June 1 Pharmacy Week in Review: New Hepatitis C Virus Guidelines and Lyme Disease Prevention
This weekly video program provides our readers with an in-depth review of the latest news, product approvals, FDA rulings, and more. Our Week in Review is a can't miss for the busy pharmacy professional.
Nicole Grassano, Host: Hello and welcome to the Pharmacy Times News Network. I’m Nicole Grassano, your host for our Pharmacy Week in Review.
The American Association for the Study of Liver Diseases and the Infectious Diseases Society of America has issued new hepatitis C virus (HCV) guidelines for unique populations, Pharmacy Times reported. These guidelines provide new testing and management recommendations for pregnant women, individuals who inject drugs, men who have sex with men, and individuals who are incarcerated. The guidelines call for testing all pregnant women for HCV infection, especially at the initiation of prenatal care, and also testing all individuals who inject drugs or have injected drugs in the past. In addition, annual HCV testing is recommended for sexually active HIV-infected adolescents, and adult men who have sex with men. The guidelines also recommend HCV-antibody testing followed by HCV-RNA testing for those who are incarcerated and are antibody-positive.
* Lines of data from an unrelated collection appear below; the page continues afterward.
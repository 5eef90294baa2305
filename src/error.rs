//! Error handling for pzip
//!
//! Error types with context preservation and chain support.

use thiserror::Error;

/// Result type alias for pzip operations
pub type Result<T> = std::result::Result<T, PzipError>;

/// Error type for all pzip operations
#[derive(Error, Debug)]
pub enum PzipError {
    /// I/O related errors (stat, open, map, read, write)
    #[error("I/O error: {message}")]
    Io {
        message: String,
        #[source]
        source: std::io::Error,
    },

    /// No input files were given
    #[error("{usage}")]
    Usage { usage: String },

    /// CLI argument parsing errors
    #[error("CLI error: {message}")]
    Cli {
        message: String,
        #[source]
        source: Option<clap::Error>,
    },

    /// Configuration errors
    #[error("Configuration error: {message}")]
    Config {
        message: String,
        file_path: Option<std::path::PathBuf>,
    },

    /// Permission/access errors
    #[error("Permission denied: {message}")]
    Permission {
        message: String,
        path: Option<std::path::PathBuf>,
    },

    /// Invalid input errors
    #[error("Invalid input: {message}")]
    InvalidInput {
        message: String,
        input: Option<String>,
    },

    /// Malformed compressed stream
    #[error("Format error: {message}")]
    Format {
        message: String,
        offset: Option<u64>,
    },

    /// Threading errors
    #[error("Threading error: {message}")]
    Threading {
        message: String,
        #[source]
        source: Option<Box<dyn std::error::Error + Send + Sync>>,
    },

    /// Internal invariant violations (should not normally occur)
    #[error("Internal error: {message}")]
    Internal {
        message: String,
        location: Option<&'static str>,
    },
}

impl PzipError {
    /// Create a new I/O error with context
    pub fn io_error<S: Into<String>>(message: S, source: std::io::Error) -> Self {
        Self::Io {
            message: message.into(),
            source,
        }
    }

    /// Create an I/O error for an operation on `path`.
    ///
    /// A `PermissionDenied` source becomes a permission error.
    pub fn path_error<S: Into<String>>(
        message: S,
        path: &std::path::Path,
        source: std::io::Error,
    ) -> Self {
        if source.kind() == std::io::ErrorKind::PermissionDenied {
            return Self::permission_error(
                format!("{}: {}", message.into(), path.display()),
                Some(path.to_path_buf()),
            );
        }
        Self::io_error(format!("{}: {}", message.into(), path.display()), source)
    }

    /// Create the usage error shown when no input files are given
    pub fn usage_error<S: Into<String>>(usage: S) -> Self {
        Self::Usage {
            usage: usage.into(),
        }
    }

    /// Create a new CLI error
    pub fn cli_error<S: Into<String>>(message: S, source: Option<clap::Error>) -> Self {
        Self::Cli {
            message: message.into(),
            source,
        }
    }

    /// Create a new configuration error
    pub fn config_error<S: Into<String>>(
        message: S,
        file_path: Option<std::path::PathBuf>,
    ) -> Self {
        Self::Config {
            message: message.into(),
            file_path,
        }
    }

    /// Create a new permission error
    pub fn permission_error<S: Into<String>>(
        message: S,
        path: Option<std::path::PathBuf>,
    ) -> Self {
        Self::Permission {
            message: message.into(),
            path,
        }
    }

    /// Create a new invalid input error
    pub fn invalid_input<S: Into<String>>(message: S, input: Option<String>) -> Self {
        Self::InvalidInput {
            message: message.into(),
            input,
        }
    }

    /// Create a new format error
    pub fn format_error<S: Into<String>>(message: S, offset: Option<u64>) -> Self {
        Self::Format {
            message: message.into(),
            offset,
        }
    }

    /// Create a new threading error with optional source
    pub fn threading_error<S: Into<String>>(
        message: S,
        source: Option<Box<dyn std::error::Error + Send + Sync>>,
    ) -> Self {
        Self::Threading {
            message: message.into(),
            source,
        }
    }

    /// Create a new internal error
    pub fn internal_error<S: Into<String>>(message: S, location: Option<&'static str>) -> Self {
        Self::Internal {
            message: message.into(),
            location,
        }
    }

    /// Get error category for reporting
    pub fn category(&self) -> &'static str {
        match self {
            PzipError::Io { .. } => "io",
            PzipError::Usage { .. } => "usage",
            PzipError::Cli { .. } => "cli",
            PzipError::Config { .. } => "config",
            PzipError::Permission { .. } => "permission",
            PzipError::InvalidInput { .. } => "input",
            PzipError::Format { .. } => "format",
            PzipError::Threading { .. } => "threading",
            PzipError::Internal { .. } => "internal",
        }
    }

    /// Process exit code for this error
    pub fn exit_code(&self) -> i32 {
        match self.category() {
            "permission" => 13,
            "input" => 22,
            "config" => 78,
            _ => 1,
        }
    }
}

// Conversion implementations for common error types
impl From<std::io::Error> for PzipError {
    fn from(err: std::io::Error) -> Self {
        Self::io_error("I/O operation failed", err)
    }
}

impl From<clap::Error> for PzipError {
    fn from(err: clap::Error) -> Self {
        Self::cli_error("Command line parsing failed", Some(err))
    }
}

impl From<toml::de::Error> for PzipError {
    fn from(err: toml::de::Error) -> Self {
        Self::config_error(format!("TOML parsing failed: {}", err), None)
    }
}
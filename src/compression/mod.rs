//! Run-length compression for pzip
//!
//! Page-local run encoding, cross-page run assembly and the
//! `(i32 count, u8 value)` record format shared with the decoder.

pub mod assembler;
pub mod format;
pub mod rle;

use crate::error::Result;

pub use assembler::RunAssembler;
pub use format::{decompress, RunReader, RunWriter, RECORD_SIZE};
pub use rle::{encode_page, PageRuns};

/// A byte value repeated `count` times.
///
/// Runs merged across pages have no upper bound on their length, hence
/// `u64`. See [`PageRuns`] for the compact page-local form.
#[derive(Debug, Clone, Copy, PartialEq, Eq, Hash)]
pub struct Run {
    pub value: u8,
    pub count: u64,
}

impl Run {
    /// Create a new run
    pub fn new(value: u8, count: u64) -> Self {
        Self { value, count }
    }

    /// Expand the run back into bytes, appending to `out`
    pub fn expand_into(&self, out: &mut Vec<u8>) {
        out.resize(out.len() + self.count as usize, self.value);
    }
}

/// Destination for assembled runs
pub trait RunSink {
    /// Accept one logical run
    fn push_run(&mut self, run: Run) -> Result<()>;
}

impl RunSink for Vec<Run> {
    fn push_run(&mut self, run: Run) -> Result<()> {
        self.push(run);
        Ok(())
    }
}

/// Expand a run sequence into the bytes it encodes
pub fn expand_runs(runs: &[Run]) -> Vec<u8> {
    let total: u64 = runs.iter().map(|r| r.count).sum();
    let mut out = Vec::with_capacity(total as usize);
    for run in runs {
        run.expand_into(&mut out);
    }
    out
}

/// Check that no two neighbouring runs share a byte value
pub fn has_adjacent_duplicates(runs: &[Run]) -> bool {
    runs.windows(2).any(|pair| pair[0].value == pair[1].value)
}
In the United States, an estimated 300,000 new Lyme disease infections occur each year, according to the CDC, Contemporary Clinic reported. The disease is spread through bites from infected blacklegged ticks. These arachnids are typically found in grassy or wooded areas, most often in New England, the mid-Atlantic states, and the upper Midwest, but they can also be found in California, Oregon, and Washington. Individuals who camp, hike, play, or work in these places are most susceptible to tick bites. One way to help prevent tick bites is to avoid walking through tall bushes, thick leaves, or other vegetation, as well as to walk in the center of trails. Ticks generally need 36 to 48 hours to feed on an individual’s blood and can leave a red, expanding, rash that often resembles a bullseye. The rash won’t hurt or itch, but a bite can also come with fatigue, chills, fever, and body aches.
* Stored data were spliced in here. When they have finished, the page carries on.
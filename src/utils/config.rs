//! Configuration management for pzip
//!
//! Configuration is layered from several TOML sources, later ones taking
//! precedence key by key:
//! defaults -> user config -> project config -> explicit `--config` file.
//! CLI flags are applied on top by the caller.

use crate::error::{PzipError, Result};
use crate::threading::PipelineConfig;
use serde::Deserialize;
use std::path::{Path, PathBuf};

/// File name of the per-directory configuration
pub const PROJECT_CONFIG_NAME: &str = ".pzip.toml";

/// Main configuration structure
#[derive(Debug, Clone, Deserialize, PartialEq, Default)]
#[serde(default)]
pub struct Config {
    /// Pipeline tuning
    pub pipeline: PipelineSection,
    /// Output settings
    pub output: OutputConfig,
}

/// Pipeline settings
#[derive(Debug, Clone, Deserialize, PartialEq)]
#[serde(default)]
pub struct PipelineSection {
    /// Page size in bytes (unset = platform memory page size)
    pub page_size: Option<usize>,
    /// Work queue capacity
    pub queue_capacity: usize,
    /// Number of compression workers (0 = auto-detect)
    pub threads: u16,
}

/// Output configuration settings
#[derive(Debug, Clone, Deserialize, PartialEq)]
#[serde(default)]
pub struct OutputConfig {
    /// Log format, "human" or "json"
    pub log_format: String,
    /// Default log level
    pub verbose_level: String,
    /// Color log output when stderr is a terminal
    pub color_output: bool,
    /// Show a progress bar by default
    pub progress: bool,
}

impl Default for PipelineSection {
    fn default() -> Self {
        Self {
            page_size: None,
            queue_capacity: crate::threading::config::DEFAULT_QUEUE_CAPACITY,
            threads: 0,
        }
    }
}

impl Default for OutputConfig {
    fn default() -> Self {
        Self {
            log_format: "human".to_string(),
            verbose_level: "warn".to_string(),
            color_output: true,
            progress: false,
        }
    }
}

impl Config {
    /// Pipeline configuration described by this config
    pub fn pipeline_config(&self) -> PipelineConfig {
        let mut config = PipelineConfig::new()
            .with_queue_capacity(self.pipeline.queue_capacity)
            .with_worker_count(self.pipeline.threads as usize);
        if let Some(page_size) = self.pipeline.page_size {
            config = config.with_page_size(page_size);
        }
        config
    }
}

/// Configuration builder that loads from multiple sources
pub struct ConfigBuilder {
    layers: toml::Table,
}

impl ConfigBuilder {
    /// Create a new configuration builder with defaults
    pub fn new() -> Self {
        Self {
            layers: toml::Table::new(),
        }
    }

    /// Load user configuration, if present
    pub fn load_user_config(self) -> Result<Self> {
        match get_user_config_path() {
            Some(path) if path.exists() => self.load_file(path),
            _ => Ok(self),
        }
    }

    /// Load project-specific configuration, if present
    pub fn load_project_config(self) -> Result<Self> {
        match get_project_config_path() {
            Some(path) if path.exists() => self.load_file(path),
            _ => Ok(self),
        }
    }

    /// Load an explicitly named configuration file, which must exist
    pub fn load_file<P: AsRef<Path>>(mut self, path: P) -> Result<Self> {
        let path = path.as_ref();
        if !path.exists() {
            return Err(PzipError::config_error(
                format!("Config file not found: {}", path.display()),
                Some(path.to_path_buf()),
            ));
        }

        let table = load_config_table(path)?;
        merge_tables(&mut self.layers, table);
        tracing::debug!("Loaded config from: {}", path.display());
        Ok(self)
    }

    /// Build the final configuration
    pub fn build(self) -> Result<Config> {
        let config: Config = toml::Value::Table(self.layers)
            .try_into()
            .map_err(|e| PzipError::config_error(format!("Invalid configuration: {}", e), None))?;
        validate_config(&config)?;
        Ok(config)
    }
}

impl Default for ConfigBuilder {
    fn default() -> Self {
        Self::new()
    }
}

fn validate_config(config: &Config) -> Result<()> {
    config
        .pipeline_config()
        .validate()
        .map_err(|e| PzipError::config_error(e, None))?;

    let valid_formats = ["human", "json"];
    if !valid_formats.contains(&config.output.log_format.as_str()) {
        return Err(PzipError::config_error(
            format!(
                "Invalid log format: {} (must be one of: {})",
                config.output.log_format,
                valid_formats.join(", ")
            ),
            None,
        ));
    }

    let valid_levels = ["error", "warn", "info", "debug", "trace"];
    if !valid_levels.contains(&config.output.verbose_level.as_str()) {
        return Err(PzipError::config_error(
            format!(
                "Invalid verbose level: {} (must be one of: {})",
                config.output.verbose_level,
                valid_levels.join(", ")
            ),
            None,
        ));
    }

    Ok(())
}

/// Read a TOML file into a table
fn load_config_table(path: &Path) -> Result<toml::Table> {
    let content = std::fs::read_to_string(path).map_err(|e| {
        PzipError::io_error(format!("Failed to read config file: {}", path.display()), e)
    })?;

    content.parse::<toml::Table>().map_err(|e| {
        PzipError::config_error(
            format!("Failed to parse config file: {}", e),
            Some(path.to_path_buf()),
        )
    })
}

/// Merge `overlay` into `base`, recursing into nested tables
fn merge_tables(base: &mut toml::Table, overlay: toml::Table) {
    for (key, value) in overlay {
        match (base.get_mut(&key), value) {
            (Some(toml::Value::Table(existing)), toml::Value::Table(nested)) => {
                merge_tables(existing, nested);
            }
            (_, value) => {
                base.insert(key, value);
            }
        }
    }
}

/// Get user-specific configuration path
fn get_user_config_path() -> Option<PathBuf> {
    dirs::config_dir().map(|dir| dir.join("pzip").join("config.toml"))
}

/// Get project-specific configuration path
fn get_project_config_path() -> Option<PathBuf> {
    let current_dir = std::env::current_dir().ok()?;
    Some(current_dir.join(PROJECT_CONFIG_NAME))
}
A single-tablet HIV treatment regimen may produce better patient outcomes than multi-tablet regimens, according to new research published in AIDS Care and reported on by Specialty Pharmacy Times. Once-daily regimens have become the standard of care for patients with HIV, but they often include a multi-tablet regimen. The researchers sought to determine whether reducing the pill burden to only a single daily pill could further improve adherence, retention in care, and virologic outcomes among patients. To determine which treatment approach had better outcomes, the researchers studied more than 1000 patients at a non-VA Texas clinic who were just beginning HIV treatment from January 2008 to December 2011.
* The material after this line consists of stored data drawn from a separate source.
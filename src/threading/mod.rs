//! Threading module for parallel compression
//!
//! One producer splits the inputs into pages, a pool of workers encodes
//! them, and a bounded queue couples the two. Results land in position
//! indexed slots so the final order never depends on scheduling.

pub mod config;
pub mod pipeline;
pub mod pool;
pub mod progress;
pub mod queue;

pub use config::PipelineConfig;
pub use pipeline::{ParallelPipeline, PipelineStats};
pub use pool::{OutputSlots, WorkerPool, WorkerReport};
pub use progress::ThreadSafeProgress;
pub use queue::{BoundedQueue, QueueClosed};

use crate::error::PzipError;

/// Result type for threading operations
pub type ThreadResult<T> = Result<T, PzipError>;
Pharmacists may get more questions about Nicorette Mini lozenge mints if their patients have seen a new commercial for the smoking cessation aid. In the spot, called 'Andrew’s Why,' a dad is tired of sneaking up to the attic for a cigarette when he was supposed to be quitting, so he starts using Nicorette Mini lozenge mints to reduce the urge to smoke. According to the commercial, behavioral support increases the chances of kicking the smoking habit.